All Implemented Interfaces:

java.lang.AutoCloseable

Direct Known Subclasses:

FileBasedSource.FileBasedReader

Enclosing class:

OffsetBasedSource<T>
```
public abstract static class OffsetBasedSource.OffsetBasedReader<T>
extends BoundedSource.BoundedReader<T>
```
A Source.Reader that implements code common to readers of all OffsetBasedSources.
Subclasses have to implement:
- The methods startImpl() and advanceImpl() for reading the first or subsequent records.
- The methods Source.Reader.getCurrent(), getCurrentOffset(), and optionally isAtSplitPoint() and BoundedSource.BoundedReader.getCurrentTimestamp() to access properties of the last record successfully read by startImpl() or advanceImpl().

Field Summary
- Fields inherited from class org.apache.beam.sdk.io.BoundedSource.BoundedReader
  SPLIT_POINTS_UNKNOWN

Constructor Summary

Constructors
Constructor and Description

OffsetBasedReader(OffsetBasedSource<T> source)

Constructors
Constructor and Description
`OffsetBasedReader(OffsetBasedSource<T> source)`

Method Summary

All Methods Instance Methods Abstract Methods Concrete Methods
Modifier and Type	Method and Description
`boolean`	`advance()` Advances the reader to the next valid record.
`protected abstract boolean`	`advanceImpl()` Advances to the next record and returns `true`, or returns false if there is no next record.
`boolean`	`allowsDynamicSplitting()` Whether this reader should allow dynamic splitting of the offset ranges.
`protected abstract long`	`getCurrentOffset()` Returns the starting offset of the `current record`, which has been read by the last successful `Source.Reader.start()` or `Source.Reader.advance()` call.
`OffsetBasedSource<T>`	`getCurrentSource()` Returns a `Source` describing the same input that this `Reader` currently reads (including items already read).
`java.lang.Double`	`getFractionConsumed()` Returns a value in [0, 1] representing approximately what fraction of the `current source` this reader has read so far, or `null` if such an estimate is not available.
`long`	`getSplitPointsConsumed()` Returns the total amount of parallelism in the consumed (returned and processed) range of this reader's current `BoundedSource` (as would be returned by `BoundedSource.BoundedReader.getCurrentSource()`).
`long`	`getSplitPointsRemaining()` Returns the total amount of parallelism in the unprocessed part of this reader's current `BoundedSource` (as would be returned by `BoundedSource.BoundedReader.getCurrentSource()`).
`protected boolean`	`isAtSplitPoint()` Returns whether the current record is at a split point (i.e., whether the current record would be the first record to be read by a source with a specified start offset of `getCurrentOffset()`).
`boolean`	`isDone()` Returns true if the last call to `start()` or `advance()` returned false.
`boolean`	`isStarted()` Returns true if there has been a call to `start()`.
`OffsetBasedSource<T>`	`splitAtFraction(double fraction)` Tells the reader to narrow the range of the input it's going to read and give up the remainder, so that the new range would contain approximately the given fraction of the amount of data in the current range.
`boolean`	`start()` Initializes the reader and advances the reader to the first record.
`protected abstract boolean`	`startImpl()` Initializes the `OffsetBasedSource.OffsetBasedReader` and advances to the first record, returning `true` if there is a record available to be read.

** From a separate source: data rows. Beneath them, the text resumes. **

/// Assemble a plot from normalised plot group histograms
///
/// `stack` is ordered from the bottom of the stack to the top.
pub fn make_plot(
    stack: &[GroupHist],
    signals: &[GroupHist],
    data: Option<&GroupHist>,
    options: &PlotOptions,
) -> Result<Plot, PlotError> {
    let edges = match stack.iter().chain(signals).chain(data).next() {
        Some(first) => prepare(&first.hist, options).edges().to_vec(),
        None => return Err(PlotError::Empty),
    };
    let prepared = |groups: &[GroupHist]| -> Result<Vec<Hist1D>, PlotError> {
        groups
            .iter()
            .map(|group| {
                let hist = prepare(&group.hist, options);
                if hist.edges() != edges {
                    return Err(PlotError::Incompatible(group.name.clone()));
                }
                Ok(hist)
            })
            .collect()
    };
    let mut stack_hists = prepared(stack)?;
    let mut signal_hists = prepared(signals)?;
    let mut data_hist = match data {
        Some(data) => prepared(std::slice::from_ref(data))?.pop(),
        None => None,
    };
    if options.unit_norm {
        normalise_stack(&mut stack_hists, options.stacked);
        for hist in signal_hists.iter_mut().chain(&mut data_hist) {
            *hist = hist.normalized();
        }
    }

    let mut palette = PALETTE.iter().cycle();
    let mut to_plot = |group: &GroupHist, hist: Hist1D, color: Option<&str>| {
        let color = match color.or(group.color.as_deref()) {
            Some(color) => color.to_owned(),
            None => palette.next().copied().unwrap_or(DATA_COLOR).to_owned(),
        };
        PlotHist::new(group, hist, color)
    };
    let mut stack: Vec<_> = stack
        .iter()
        .zip(stack_hists)
        .map(|(g, h)| to_plot(g, h, None))
        .collect();
    let mut signals: Vec<_> = signals
        .iter()
        .zip(signal_hists)
        .map(|(g, h)| to_plot(g, h, None))
        .collect();
    let data = data
        .zip(data_hist)
        .map(|(g, h)| to_plot(g, h, Some(DATA_COLOR)));

    let nbins = edges.len() - 1;
    let mut total = vec![0.; nbins];
    let mut total_err2 = vec![0.; nbins];
    for hist in &mut stack {
        for (i, (c, e)) in hist.top.iter().zip(&hist.errors).enumerate() {
            total_err2[i] += e * e;
            if !options.stacked {
                total[i] += c;
            }
        }
        if options.stacked {
            hist.put_on(&total);
            total.copy_from_slice(&hist.top);
        }
    }
    if options.stacked && options.stack_signal {
        for signal in &mut signals {
            signal.put_on(&total);
        }
    }

    let uncertainties = options.uncertainties.unwrap_or(if options.stacked {
        Uncertainties::Combined
    } else {
        Uncertainties::Separate
    });
    let bands = match uncertainties {
        Uncertainties::None => Vec::new(),
        Uncertainties::Separate => stack
            .iter()
            .map(|h| band(&h.color, &h.top, &h.errors))
            .collect(),
        Uncertainties::Combined if stack.is_empty() => Vec::new(),
        Uncertainties::Combined => {
            let errors: Vec<_> = total_err2.iter().map(|e2| e2.sqrt()).collect();
            let total = if options.stacked {
                total.clone()
            } else {
                stack.iter().fold(vec![0.; nbins], |mut acc, h| {
                    acc.iter_mut().zip(&h.top).for_each(|(a, t)| *a += t);
                    acc
                })
            };
            vec![band(DATA_COLOR, &total, &errors)]
        }
    };

    let y_range = y_range(&stack, &signals, data.as_ref(), options);
    debug!("y range: {y_range:?}");

    let ratio = match (&data, options.ratio, stack.is_empty()) {
        (Some(data), true, false) => {
            let sum = if options.stacked {
                total.clone()
            } else {
                stack.iter().fold(vec![0.; nbins], |mut acc, h| {
                    acc.iter_mut().zip(&h.top).for_each(|(a, t)| *a += t);
                    acc
                })
            };
            Some(ratio_panel(data, &sum, &total_err2, options))
        }
        _ => None,
    };

    let decorations = options.decorations.then(|| decorations(options));
    let legend = legend(&stack, &signals, data.as_ref());

    Ok(Plot {
        edges,
        x_title: options.x_title.clone(),
        y_title: options.y_title.clone(),
        logy: options.logy,
        y_range,
        stacked: options.stacked,
        stack,
        signals,
        data,
        bands,
        legend_position: options.legend,
        legend,
        ratio,
        decorations,
    })
}

// a stack is normalised as a whole, overlays one by one
fn normalise_stack(hists: &mut [Hist1D], stacked: bool) {
    if !stacked {
        for hist in hists.iter_mut() {
            *hist = hist.normalized();
        }
        return;
    }
    let integral: f64 = hists.iter().map(Hist1D::integral).sum();
    if integral != 0. {
        hists.iter_mut().for_each(|h| h.scale(1. / integral));
    }
}
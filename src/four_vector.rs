use std::iter::Sum;

use jetty::PseudoJet;
use noisy_float::prelude::*;
use serde::{Deserialize, Serialize};

/// A basic four-vector
///
/// The zero component is the energy component. The remainder are
/// the spatial components.
#[derive(
    Deserialize,
    Serialize,
    PartialEq,
    Eq,
    PartialOrd,
    Ord,
    Debug,
    Clone,
    Copy,
    Default,
)]
pub struct FourVector {
    pt: N64,
    p: [N64; 4],
}

impl FourVector {
    /// Construct a new four-vector with all components set to zero
    pub fn new() -> Self {
        Self::default()
    }

    /// The spatial norm \sqrt{\sum v_i^2} with i = 1,2,3
    pub fn spatial_norm(&self) -> N64 {
        self.spatial_norm_sq().sqrt()
    }

    /// The square \sum v_i^2 with i = 1,2,3 of the spatial norm
    pub fn spatial_norm_sq(&self) -> N64 {
        self.p.iter().skip(1).map(|e| *e * *e).sum()
    }

    /// The scalar transverse momentum
    pub fn pt(&self) -> N64 {
        self.pt
    }

    const fn len() -> usize {
        4
    }

    fn update_pt(&mut self) {
        self.pt = (self.p[1] * self.p[1] + self.p[2] * self.p[2]).sqrt();
    }

    /// The invariant mass
    ///
    /// Spacelike vectors have a negative mass square, in which case
    /// minus the square root of its absolute value is returned.
    pub fn m(&self) -> f64 {
        let m_sq = self.m_sq().raw();
        if m_sq >= 0. {
            m_sq.sqrt()
        } else {
            -(-m_sq).sqrt()
        }
    }

    /// The invariant mass square v_0^2 - \sum v_i^2 with i = 1,2,3
    pub fn m_sq(&self) -> N64 {
        self.p[0] * self.p[0] - self.spatial_norm_sq()
    }

    /// The pseudorapidity
    ///
    /// Vectors along the beam axis have infinite pseudorapidity,
    /// the null vector has pseudorapidity zero.
    pub fn eta(&self) -> f64 {
        let pt = self.pt.raw();
        let pz = self.p[3].raw();
        if pt == 0. {
            return match pz.partial_cmp(&0.) {
                Some(std::cmp::Ordering::Greater) => f64::INFINITY,
                Some(std::cmp::Ordering::Less) => f64::NEG_INFINITY,
                _ => 0.,
            };
        }
        (pz / pt).asinh()
    }

    /// The azimuthal angle in the range (-π, π]
    pub fn phi(&self) -> f64 {
        self.p[2].raw().atan2(self.p[1].raw())
    }

    /// The distance \sqrt{Δη^2 + Δφ^2} in the pseudorapidity-azimuth plane
    pub fn delta_r(&self, other: &FourVector) -> f64 {
        let deta = self.eta() - other.eta();
        let dphi = delta_phi(self.phi(), other.phi());
        (deta * deta + dphi * dphi).sqrt()
    }
}

fn delta_phi(phi1: f64, phi2: f64) -> f64 {
    use std::f64::consts::PI;
    let mut dphi = (phi1 - phi2).abs();
    if dphi > PI {
        dphi = 2. * PI - dphi;
    }
    dphi
}

impl std::convert::From<[N64; 4]> for FourVector {
    fn from(p: [N64; 4]) -> FourVector {
        let mut res = FourVector {
            p,
            pt: std::default::Default::default(),
        };
        res.update_pt();
        res
    }
}

impl std::convert::From<[f64; 4]> for FourVector {
    fn from(p: [f64; 4]) -> FourVector {
        [n64(p[0]), n64(p[1]), n64(p[2]), n64(p[3])].into()
    }
}

impl std::ops::Index<usize> for FourVector {
    type Output = N64;

    fn index(&self, i: usize) -> &Self::Output {
        &self.p[i]
    }
}

impl std::ops::AddAssign for FourVector {
    fn add_assign(&mut self, rhs: FourVector) {
        for i in 0..Self::len() {
            self.p[i] += rhs[i]
        }
        self.update_pt();
    }
}

impl std::ops::Add for FourVector {
    type Output = Self;

    fn add(mut self, rhs: FourVector) -> Self::Output {
        self += rhs;
        self
    }
}

impl std::ops::MulAssign<N64> for FourVector {
    fn mul_assign(&mut self, rhs: N64) {
        for p in &mut self.p {
            *p *= rhs;
        }
        self.update_pt();
    }
}

impl Sum for FourVector {
    fn sum<I: Iterator<Item = Self>>(iter: I) -> Self {
        iter.fold(FourVector::new(), |acc, p| acc + p)
    }
}

impl<'a> Sum<&'a FourVector> for FourVector {
    fn sum<I: Iterator<Item = &'a FourVector>>(iter: I) -> Self {
        iter.copied().sum()
    }
}

impl From<PseudoJet> for FourVector {
    fn from(p: PseudoJet) -> Self {
        [p.e(), p.px(), p.py(), p.pz()].into()
    }
}

impl From<&FourVector> for PseudoJet {
    fn from(p: &FourVector) -> Self {
        [p[0], p[1], p[2], p[3]].into()
    }
}

#[cfg(test)]
mod tests {
    use super::*;

    #[test]
    fn kinematics() {
        let p = FourVector::from([5., 3., 0., 4.]);
        assert_eq!(p.pt(), n64(3.));
        assert!(p.m().abs() < 1e-12);
        assert!((p.eta() - (4f64 / 3.).asinh()).abs() < 1e-12);
        assert_eq!(p.phi(), 0.);

        let q = FourVector::from([5., -3., 0., 4.]);
        let sum = p + q;
        assert!((sum.m() - 6.).abs() < 1e-12);
        assert!((p.delta_r(&q) - std::f64::consts::PI).abs() < 1e-12);

        let along_beam = FourVector::from([1., 0., 0., -1.]);
        assert_eq!(along_beam.eta(), f64::NEG_INFINITY);
        assert_eq!(FourVector::new().eta(), 0.);
    }
}
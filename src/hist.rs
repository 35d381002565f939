use ndhistogram::{axis::Variable, ndhistogram, value::WeightedSum, Histogram};
use serde::{Deserialize, Serialize};
use thiserror::Error;

/// Bin boundaries of a one-dimensional histogram
#[derive(Deserialize, Serialize, Clone, Debug, PartialEq)]
#[serde(untagged)]
pub enum Binning {
    /// `nbins` bins of equal width between `xmin` and `xmax`
    Uniform { nbins: usize, xmin: f64, xmax: f64 },
    /// Explicit bin edges in ascending order
    Variable { edges: Vec<f64> },
}

impl Binning {
    /// The bin edges, after checking that they are valid
    pub fn edges(&self) -> Result<Vec<f64>, HistError> {
        match self {
            Binning::Uniform { nbins, xmin, xmax } => {
                if *nbins == 0 {
                    return Err(HistError::InvalidBinning(
                        "number of bins is zero".to_owned(),
                    ));
                }
                if !(xmax > xmin) {
                    return Err(HistError::InvalidBinning(format!(
                        "upper edge {xmax} not above lower edge {xmin}"
                    )));
                }
                let width = (xmax - xmin) / *nbins as f64;
                let mut edges: Vec<_> =
                    (0..*nbins).map(|i| xmin + i as f64 * width).collect();
                edges.push(*xmax);
                Ok(edges)
            }
            Binning::Variable { edges } => {
                check_edges(edges)?;
                Ok(edges.clone())
            }
        }
    }
}

fn check_edges(edges: &[f64]) -> Result<(), HistError> {
    if edges.len() < 2 {
        return Err(HistError::InvalidBinning(
            "need at least two bin edges".to_owned(),
        ));
    }
    if edges.iter().any(|e| !e.is_finite()) {
        return Err(HistError::InvalidBinning(
            "bin edges have to be finite".to_owned(),
        ));
    }
    if edges.windows(2).any(|w| w[0] >= w[1]) {
        return Err(HistError::InvalidBinning(
            "bin edges are not strictly increasing".to_owned(),
        ));
    }
    Ok(())
}

#[derive(Debug, Error, Clone, PartialEq)]
pub enum HistError {
    #[error("Invalid binning: {0}")]
    InvalidBinning(String),
    #[error("Cannot add histograms with different binnings")]
    Incompatible,
    #[error("Cannot merge {nbins} bins in groups of {factor}")]
    BadRebinFactor { factor: usize, nbins: usize },
    #[error("New bin edge {0} is not an edge of the original histogram")]
    BadRebinEdge(f64),
}

/// Weighted one-dimensional histogram
///
/// Besides the regular bins the histogram keeps track of the weights
/// below the first edge (underflow) and at or above the last edge
/// (overflow). Statistical errors are the square roots of the sums of
/// squared weights.
#[derive(Deserialize, Serialize, Clone, Debug, PartialEq)]
pub struct Hist1D {
    edges: Vec<f64>,
    sumw: Vec<f64>,
    sumw2: Vec<f64>,
    underflow: [f64; 2],
    overflow: [f64; 2],
    entries: u64,
}

impl Hist1D {
    /// Empty histogram with the given binning
    pub fn new(binning: &Binning) -> Result<Self, HistError> {
        Ok(Self::from_checked_edges(binning.edges()?))
    }

    /// Empty histogram with `nbins` equal-width bins
    pub fn uniform(nbins: usize, xmin: f64, xmax: f64) -> Result<Self, HistError> {
        Self::new(&Binning::Uniform { nbins, xmin, xmax })
    }

    /// Empty histogram with the given bin edges
    pub fn with_edges(edges: Vec<f64>) -> Result<Self, HistError> {
        check_edges(&edges)?;
        Ok(Self::from_checked_edges(edges))
    }

    fn from_checked_edges(edges: Vec<f64>) -> Self {
        let nbins = edges.len() - 1;
        Self {
            edges,
            sumw: vec![0.; nbins],
            sumw2: vec![0.; nbins],
            underflow: [0.; 2],
            overflow: [0.; 2],
            entries: 0,
        }
    }

    /// Empty histogram with the same binning
    pub fn empty_like(&self) -> Self {
        Self::from_checked_edges(self.edges.clone())
    }

    pub fn nbins(&self) -> usize {
        self.sumw.len()
    }

    pub fn edges(&self) -> &[f64] {
        &self.edges
    }

    /// Sums of weights in the regular bins
    pub fn contents(&self) -> &[f64] {
        &self.sumw
    }

    /// Sums of squared weights in the regular bins
    pub fn sumw2(&self) -> &[f64] {
        &self.sumw2
    }

    pub fn content(&self, bin: usize) -> f64 {
        self.sumw[bin]
    }

    /// Statistical error of the given bin
    pub fn error(&self, bin: usize) -> f64 {
        self.sumw2[bin].sqrt()
    }

    pub fn errors(&self) -> impl Iterator<Item = f64> + '_ {
        self.sumw2.iter().map(|w2| w2.sqrt())
    }

    pub fn bin_low_edge(&self, bin: usize) -> f64 {
        self.edges[bin]
    }

    pub fn bin_high_edge(&self, bin: usize) -> f64 {
        self.edges[bin + 1]
    }

    pub fn bin_centre(&self, bin: usize) -> f64 {
        0.5 * (self.edges[bin] + self.edges[bin + 1])
    }

    pub fn underflow(&self) -> f64 {
        self.underflow[0]
    }

    pub fn overflow(&self) -> f64 {
        self.overflow[0]
    }

    /// Number of fill calls with a number argument
    pub fn entries(&self) -> u64 {
        self.entries
    }

    /// Add `weight` to the bin containing `x`
    ///
    /// NaN values are ignored.
    pub fn fill(&mut self, x: f64, weight: f64) {
        self.fill_many([(x, weight)])
    }

    /// Fill all `(x, weight)` pairs
    ///
    /// NaN values of `x` are ignored.
    pub fn fill_many<I>(&mut self, values: I)
    where
        I: IntoIterator<Item = (f64, f64)>,
    {
        let mut filled =
            ndhistogram!(Variable::new(self.edges.clone()); WeightedSum<f64>);
        for (x, weight) in values {
            if x.is_nan() {
                continue;
            }
            filled.fill_with(&x, weight);
            self.entries += 1;
        }
        // index 0 is the underflow and nbins + 1 the overflow
        let nbins = self.nbins();
        for item in filled.iter() {
            let (w, w2) = (item.value.get(), item.value.variance());
            let target = match item.index {
                0 => &mut self.underflow,
                bin if bin <= nbins => {
                    self.sumw[bin - 1] += w;
                    self.sumw2[bin - 1] += w2;
                    continue;
                }
                _ => &mut self.overflow,
            };
            target[0] += w;
            target[1] += w2;
        }
    }

    /// Add the contents of another histogram with identical binning
    pub fn add(&mut self, other: &Hist1D) -> Result<(), HistError> {
        if self.edges != other.edges {
            return Err(HistError::Incompatible);
        }
        for (w, o) in self.sumw.iter_mut().zip(&other.sumw) {
            *w += o;
        }
        for (w2, o) in self.sumw2.iter_mut().zip(&other.sumw2) {
            *w2 += o;
        }
        for i in 0..2 {
            self.underflow[i] += other.underflow[i];
            self.overflow[i] += other.overflow[i];
        }
        self.entries += other.entries;
        Ok(())
    }

    /// Multiply all weights by `factor`
    ///
    /// Squared weights are multiplied by `factor^2`.
    pub fn scale(&mut self, factor: f64) {
        let factor2 = factor * factor;
        self.sumw.iter_mut().for_each(|w| *w *= factor);
        self.sumw2.iter_mut().for_each(|w2| *w2 *= factor2);
        self.underflow[0] *= factor;
        self.underflow[1] *= factor2;
        self.overflow[0] *= factor;
        self.overflow[1] *= factor2;
    }

    /// Sum of weights in the regular bins
    pub fn integral(&self) -> f64 {
        self.sumw.iter().sum()
    }

    /// Largest bin content
    pub fn max_content(&self) -> f64 {
        self.sumw.iter().copied().fold(f64::NEG_INFINITY, f64::max)
    }

    /// Largest bin content plus its error
    pub fn max_with_error(&self) -> f64 {
        self.sumw
            .iter()
            .zip(self.errors())
            .map(|(w, err)| w + err)
            .fold(f64::NEG_INFINITY, f64::max)
    }

    /// Smallest bin content
    pub fn min_content(&self) -> f64 {
        self.sumw.iter().copied().fold(f64::INFINITY, f64::min)
    }

    /// Smallest strictly positive bin content
    pub fn min_positive(&self) -> Option<f64> {
        self.sumw
            .iter()
            .copied()
            .filter(|w| *w > 0.)
            .reduce(f64::min)
    }

    /// Histogram scaled to unit integral
    ///
    /// Histograms with vanishing integral are returned unchanged.
    pub fn normalized(&self) -> Self {
        let mut res = self.clone();
        let integral = self.integral();
        if integral != 0. {
            res.scale(1. / integral);
        }
        res
    }

    /// Move the overflow into the last regular bin
    pub fn fold_overflow(&mut self) {
        let last = self.nbins() - 1;
        self.sumw[last] += self.overflow[0];
        self.sumw2[last] += self.overflow[1];
        self.overflow = [0.; 2];
    }

    /// Merge groups of `factor` neighbouring bins
    ///
    /// `factor` has to divide the number of bins.
    pub fn rebin(&self, factor: usize) -> Result<Self, HistError> {
        let nbins = self.nbins();
        if factor == 0 || nbins % factor != 0 {
            return Err(HistError::BadRebinFactor { factor, nbins });
        }
        let edges = self.edges.iter().copied().step_by(factor).collect();
        self.rebin_edges(edges)
    }

    /// Merge bins such that the new histogram has the given edges
    ///
    /// Every new edge has to be an edge of this histogram. Contents
    /// outside the new range move to the underflow and overflow.
    pub fn rebin_edges(&self, edges: Vec<f64>) -> Result<Self, HistError> {
        check_edges(&edges)?;
        if let Some(e) = edges.iter().find(|e| !self.edges.contains(e)) {
            return Err(HistError::BadRebinEdge(*e));
        }
        let mut res = Self::from_checked_edges(edges);
        res.underflow = self.underflow;
        res.overflow = self.overflow;
        res.entries = self.entries;
        let xmin = res.edges[0];
        let xmax = res.edges[res.edges.len() - 1];
        for bin in 0..self.nbins() {
            let (w, w2) = (self.sumw[bin], self.sumw2[bin]);
            let low = self.edges[bin];
            let target = if low < xmin {
                &mut res.underflow
            } else if low >= xmax {
                &mut res.overflow
            } else {
                let new_bin = res.edges.partition_point(|e| *e <= low) - 1;
                res.sumw[new_bin] += w;
                res.sumw2[new_bin] += w2;
                continue;
            };
            target[0] += w;
            target[1] += w2;
        }
        Ok(res)
    }
}

#[cfg(test)]
mod tests {
    use super::*;

    #[test]
    fn fill() {
        let mut hist = Hist1D::uniform(4, 0., 4.).unwrap();
        assert_eq!(hist.edges(), &[0., 1., 2., 3., 4.]);
        hist.fill(0.5, 2.);
        hist.fill(1., 1.);
        hist.fill(3.999, 1.);
        hist.fill(4., 3.);
        hist.fill(-1., 5.);
        hist.fill(f64::NAN, 100.);
        assert_eq!(hist.contents(), &[2., 1., 0., 1.]);
        assert_eq!(hist.sumw2(), &[4., 1., 0., 1.]);
        assert_eq!(hist.underflow(), 5.);
        assert_eq!(hist.overflow(), 3.);
        assert_eq!(hist.entries(), 5);
        assert_eq!(hist.integral(), 4.);
        assert_eq!(hist.max_content(), 2.);
        assert_eq!(hist.max_with_error(), 4.);
        assert_eq!(hist.min_positive(), Some(1.));

        hist.fold_overflow();
        assert_eq!(hist.contents(), &[2., 1., 0., 4.]);
        assert_eq!(hist.overflow(), 0.);
    }

    #[test]
    fn scale_and_add() {
        let mut a = Hist1D::with_edges(vec![0., 1., 3.]).unwrap();
        a.fill(2., 1.);
        a.fill(2., 1.);
        let mut b = a.clone();
        b.scale(3.);
        assert_eq!(b.contents(), &[0., 6.]);
        assert_eq!(b.sumw2(), &[0., 18.]);
        a.add(&b).unwrap();
        assert_eq!(a.contents(), &[0., 8.]);
        assert_eq!(a.sumw2(), &[0., 20.]);

        let c = Hist1D::uniform(2, 0., 3.).unwrap();
        assert_eq!(a.add(&c), Err(HistError::Incompatible));

        let norm = a.normalized();
        assert_eq!(norm.integral(), 1.);
        assert_eq!(c.normalized(), c);
    }

    #[test]
    fn invalid_binning() {
        assert!(Hist1D::uniform(0, 0., 1.).is_err());
        assert!(Hist1D::uniform(3, 1., 1.).is_err());
        assert!(Hist1D::with_edges(vec![0., 2., 1.]).is_err());
        assert!(Hist1D::with_edges(vec![0.]).is_err());
    }

    #[test]
    fn rebin() {
        let mut hist = Hist1D::uniform(6, 0., 6.).unwrap();
        for x in 0..6 {
            hist.fill(x as f64 + 0.5, (x + 1) as f64);
        }
        let merged = hist.rebin(2).unwrap();
        assert_eq!(merged.edges(), &[0., 2., 4., 6.]);
        assert_eq!(merged.contents(), &[3., 7., 11.]);
        assert_eq!(merged.sumw2(), &[5., 25., 61.]);
        assert_eq!(
            hist.rebin(4),
            Err(HistError::BadRebinFactor { factor: 4, nbins: 6 })
        );

        let merged = hist.rebin_edges(vec![1., 2., 5.]).unwrap();
        assert_eq!(merged.contents(), &[2., 12.]);
        assert_eq!(merged.underflow(), 1.);
        assert_eq!(merged.overflow(), 6.);
        assert_eq!(
            hist.rebin_edges(vec![0., 2.5]),
            Err(HistError::BadRebinEdge(2.5))
        );
    }

    #[test]
    fn binning_from_config() {
        let uniform: Binning =
            serde_json::from_str(r#"{"nbins": 2, "xmin": 0, "xmax": 1}"#).unwrap();
        assert_eq!(uniform.edges().unwrap(), vec![0., 0.5, 1.]);
        let variable: Binning =
            serde_json::from_str(r#"{"edges": [0, 10, 50]}"#).unwrap();
        assert_eq!(variable.edges().unwrap(), vec![0., 10., 50.]);
    }
}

Methods inherited from class org.apache.beam.sdk.io.BoundedSource.BoundedReader
getCurrentTimestamp

Methods inherited from class org.apache.beam.sdk.io.Source.Reader
close, getCurrent

Methods inherited from class java.lang.Object
clone, equals, finalize, getClass, hashCode, notify, notifyAll, toString, wait, wait, wait

- Constructor Detail
  - OffsetBasedReader
```
public OffsetBasedReader(OffsetBasedSource<T> source)
```
    Parameters:
    
    source - the OffsetBasedSource to be read by the current reader.
- Method Detail
  - isDone
```
public final boolean isDone()
```
    Returns true if the last call to start() or advance() returned false.
  - isStarted
```
public final boolean isStarted()
```
    Returns true if there has been a call to start().
  - getCurrentOffset
```
protected abstract long getCurrentOffset()
                                  throws java.util.NoSuchElementException
```
    Returns the starting offset of the current record, which has been read by the last successful Source.Reader.start() or Source.Reader.advance() call.
    If no such call has been made yet, the return value is unspecified.
    See RangeTracker for description of offset semantics.
    
    Throws:
    
    java.util.NoSuchElementException
  - isAtSplitPoint
```
protected boolean isAtSplitPoint()
                          throws java.util.NoSuchElementException
```
    Returns whether the current record is at a split point (i.e., whether the current record would be the first record to be read by a source with a specified start offset of getCurrentOffset()).
    See detailed documentation about split points in RangeTracker.
    
    Throws:
    
    java.util.NoSuchElementException
  - start
```
public final boolean start()
                    throws java.io.IOException
```
    Description copied from class: Source.Reader
    
    Initializes the reader and advances the reader to the first record.
    This method should be called exactly once. The invocation should occur prior to calling Source.Reader.advance() or Source.Reader.getCurrent(). This method may perform expensive operations that are needed to initialize the reader.
    
    Specified by:
    
    start in class Source.Reader<T>
    
    Returns:
    
    true if a record was read, false if there is no more input available.
    
    Throws:
    
    java.io.IOException
  - advance
```
public final boolean advance()
                      throws java.io.IOException
```
    Description copied from class: Source.Reader
    
    Advances the reader to the next valid record.
    It is an error to call this without having called Source.Reader.start() first.
    
    Specified by:
    
    advance in class Source.Reader<T>
    
    Returns:
    
    true if a record was read, false if there is no more input available.
    
    Throws:
    
    java.io.IOException
  - startImpl
```
protected abstract boolean startImpl()
                              throws java.io.IOException
```
    Initializes the OffsetBasedSource.OffsetBasedReader and advances to the first record, returning true if there is a record available to be read. This method will be invoked exactly once and may perform expensive setup operations that are needed to initialize the reader.
    This function is the OffsetBasedReader implementation of BoundedReader#start. The key difference is that the implementor can ignore the possibility that it should no longer produce the first record, either because it has exceeded the original endOffset assigned to the reader, or because a concurrent call to splitAtFraction(double) has changed the source to shrink the offset range being read.
    
    Throws:
    
    java.io.IOException
    
    See Also:
    
    BoundedReader#start
  - advanceImpl
```
protected abstract boolean advanceImpl()
                                throws java.io.IOException
```
    Advances to the next record and returns true, or returns false if there is no next record.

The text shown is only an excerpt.